Combateram, juntos, a ditadura Vargas. Pagaram um alto preço por isso. Já em 1935, militando na Aliança Nacional Libertadora, o casal sofreu com o regime Vargas e viveu um tempo na ilegalidade. Retorna à luta aberta com a anistia de 1946, com a Nova Constituição e com Dutra no poder. Luta pelo petróleo, que culmina com a lei sancionada por Getúlio criando a Petrobrás. Adão era amigo de Barcelos Martins, que se elegeu prefeito em 1954 e, depois, em 1962, pelo PSP. Por ironia, o PSP era liderado por Adhemar de Barros. Adão foi eleito deputado federal. E nessa condição, foi cassado em 1964.
Adão e Alaíde sofreram horrores, tiveram que peregrinar pelo país usando nomes falsos até que se exilaram no Chile. Quando Leonel Brizola retornou do exílio e, sem poder ficar com o PTB, criou o PDT, lá estavam Adão e Alaíde. Adão me apelidou de "garruchão" pois eu era muito magro e barbudo (quando ele me conheceu, eu tinha cabelos longos).
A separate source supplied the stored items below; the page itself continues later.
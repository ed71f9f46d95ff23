use std::collections::BTreeSet;

use async_trait::async_trait;

use crate::error::OracleError;

#[derive(Debug, Clone, PartialEq, Eq)]
/// One observation of the alive member set.
pub struct Snapshot {
    /// A monotonically increasing version assigned by the liveness source.
    pub version: u64,
    /// The alive members.
    pub members: BTreeSet<String>,
}

impl Snapshot {
    pub fn new(
        version: u64,
        members: impl IntoIterator<Item = impl Into<String>>,
    ) -> Self {
        Self {
            version,
            members: members.into_iter().map(Into::into).collect(),
        }
    }
}

#[async_trait]
/// A source of member-set snapshots, e.g. a heartbeat store.
pub trait LivenessOracle: Send + 'static {
    /// Waits for the next snapshot.
    ///
    /// `Ok(None)` marks the end of the sequence.
    async fn next(&mut self) -> Result<Option<Snapshot>, OracleError>;
}

/// Creates a liveness oracle fed through a channel.
///
/// Any heartbeat or discovery mechanism can push its observations through the
/// returned [OracleSender]. The sequence ends once every sender is dropped.
pub fn channel_oracle() -> (OracleSender, ChannelOracle) {
    let (tx, rx) = flume::unbounded();
    (OracleSender { tx }, ChannelOracle { rx })
}

#[derive(Clone)]
/// The producing side of a [ChannelOracle].
pub struct OracleSender {
    tx: flume::Sender<Result<Snapshot, OracleError>>,
}

impl OracleSender {
    /// Publishes a new snapshot.
    pub fn publish(&self, snapshot: Snapshot) {
        let _ = self.tx.send(Ok(snapshot));
    }

    /// Reports that the source is currently unavailable.
    pub fn fail(&self, reason: impl Into<String>) {
        let _ = self.tx.send(Err(OracleError::Unavailable(reason.into())));
    }
}

/// A liveness oracle which yields whatever its [OracleSender]s publish.
pub struct ChannelOracle {
    rx: flume::Receiver<Result<Snapshot, OracleError>>,
}

#[async_trait]
impl LivenessOracle for ChannelOracle {
    async fn next(&mut self) -> Result<Option<Snapshot>, OracleError> {
        match self.rx.recv_async().await {
            Ok(Ok(snapshot)) => Ok(Some(snapshot)),
            Ok(Err(e)) => Err(e),
            Err(flume::RecvError::Disconnected) => Ok(None),
        }
    }
}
Apelido pelo qual era chamado por Brizola e outros velhos companheiros que já se foram, como Neiva Moreira, Moniz Bandeira, Cibilis Vianna.
Para ajudar o Partido em Campos, Adão aqui vinha sempre, com um corcel modelo 1973. Sempre de bom humor, fazendo piadas de coisas que via e ouvia e demostrando sempre sua ternura e seu amor pela companheira de toda uma vida. Morreu e foi uma das raras vezes que chorei por alguém. Fábio Ferraz, então vereador (1983/1988) do PDT, teve projeto aprovado que deu seu nome à antiga Avenida São João da Barra, que começa na Lapa e segue até a Tira-Gosto. Dona Alaíde continuou na luta e, em 2010, foi homenageada na 22ª edição da outorga da Medalha Chico Mendes de Resistência, organizada pelo Grupo Tortura Nunca Mais/RJ e outras entidades de Direitos Humanos.
Este artigo/postagem é uma homenagem (em vida, entrevistei Adão muitas vezes e pude sempre render minhas homenagens ao grande ser humano que era) ao casal. Alaíde morreu aos 96 anos, no dia 1º de setembro próximo passado e foi sepulada no dia 2, no cemitério do Catumbi, Rio.